In the first essay, we demonstrate the superiority of vine copulas over multivariate Gaussian copula when modelling the dependence structure of a credit portfolio risk factors. We introduce the vine copulas to modelling the dependence structure of multi risk factors log returns in the combined framework of both threshold model and mixture model credit risk modelling.
The second essay studies asset allocation decisions in the presence of regime switching on asset allocation with alternative investments. We find evidence that two regimes, characterized as bear and bull states, are required to capture the joint distribution of stock, bond and alternative investments returns. Optimal asset allocation varies considerably across these states and changes over time. Therefore, in order to capture observed asymmetric dependence and tail dependence in financial asset returns, we introduce high dimensional vine copula and construct a multivariate vine copula regime-switching model, which account for asymmetric dependence and tail dependence in high dimensional data.

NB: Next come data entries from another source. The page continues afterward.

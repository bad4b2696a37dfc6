mod vtk;
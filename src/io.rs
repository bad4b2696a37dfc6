pub mod msh;
pub mod vtk;
use nalgebra::Point2;
use serde::{Deserialize, Serialize};
use std::ops::{Deref, DerefMut};

pub trait Connectivity: Clone {
    type FaceConnectivity: Connectivity;

    fn num_faces(&self) -> usize;
    fn get_face_connectivity(&self, index: usize) -> Option<Self::FaceConnectivity>;

    fn vertex_indices(&self) -> &[usize];
}

impl Connectivity for () {
    type FaceConnectivity = ();

    fn num_faces(&self) -> usize {
        0
    }

    fn get_face_connectivity(&self, _index: usize) -> Option<Self::FaceConnectivity> {
        None
    }

    fn vertex_indices(&self) -> &[usize] {
        const EMPTY_SLICE: &[usize] = &[];
        &EMPTY_SLICE
    }
}

/// Connectivity for a line segment embedded in two dimensions.
///
/// Used both for the facets of triangles and for boundary segments.
#[derive(Copy, Clone, Debug, PartialEq, Eq, PartialOrd, Ord, Hash, Serialize, Deserialize)]
pub struct Segment2d2Connectivity(pub [usize; 2]);

impl Segment2d2Connectivity {
    /// Returns the same segment with its vertex indices in ascending order.
    pub fn sorted(&self) -> Self {
        let [a, b] = self.0;
        Self([a.min(b), a.max(b)])
    }

    pub fn vertices(&self, vertices: &[Point2<f64>]) -> Option<[Point2<f64>; 2]> {
        Some([*vertices.get(self.0[0])?, *vertices.get(self.0[1])?])
    }
}

impl Connectivity for Segment2d2Connectivity {
    type FaceConnectivity = ();

    fn num_faces(&self) -> usize {
        0
    }

    fn get_face_connectivity(&self, _index: usize) -> Option<Self::FaceConnectivity> {
        None
    }

    fn vertex_indices(&self) -> &[usize] {
        &self.0
    }
}

/// Connectivity for a two-dimensional Tri3 element.
///
/// Facet `i` connects the local vertices `i` and `(i + 1) % 3`.
///
/// ```text
/// 2
/// |\
/// | \
/// |  \
/// 0---1
/// ```
#[derive(Copy, Clone, Debug, PartialEq, Eq, Hash, Deserialize, Serialize)]
pub struct Tri3d2Connectivity(pub [usize; 3]);

impl Tri3d2Connectivity {
    /// Returns the vertex positions of the triangle, or `None` if an index is out of bounds.
    pub fn vertices(&self, vertices: &[Point2<f64>]) -> Option<[Point2<f64>; 3]> {
        Some([
            *vertices.get(self.0[0])?,
            *vertices.get(self.0[1])?,
            *vertices.get(self.0[2])?,
        ])
    }
}

impl Connectivity for Tri3d2Connectivity {
    type FaceConnectivity = Segment2d2Connectivity;

    fn num_faces(&self) -> usize {
        3
    }

    fn get_face_connectivity(&self, index: usize) -> Option<Self::FaceConnectivity> {
        let idx = &self.0;
        if index < 3 {
            Some(Segment2d2Connectivity([idx[index], idx[(index + 1) % 3]]))
        } else {
            None
        }
    }

    fn vertex_indices(&self) -> &[usize] {
        &self.0
    }
}

impl Deref for Tri3d2Connectivity {
    type Target = [usize; 3];

    fn deref(&self) -> &Self::Target {
        &self.0
    }
}

impl DerefMut for Tri3d2Connectivity {
    fn deref_mut(&mut self) -> &mut Self::Target {
        &mut self.0
    }
}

The third essay explores the cross-market dependence between six popular equity indices (S&P 500, NASDAQ 100, FTSE 100, DAX 30, Euro Stoxx 50 and Nikkei 225), and their corresponding volatility indices (VIX, VXN, VFTSE, VDAX, VSTOXX and VXJ). In particular, we propose a novel dynamic method that combine the Generalised Autoregressive Score (GAS) Method with high dimension R-vine copula approach which is able to capture the time-varying tail dependence coefficient (TDC) of index returns.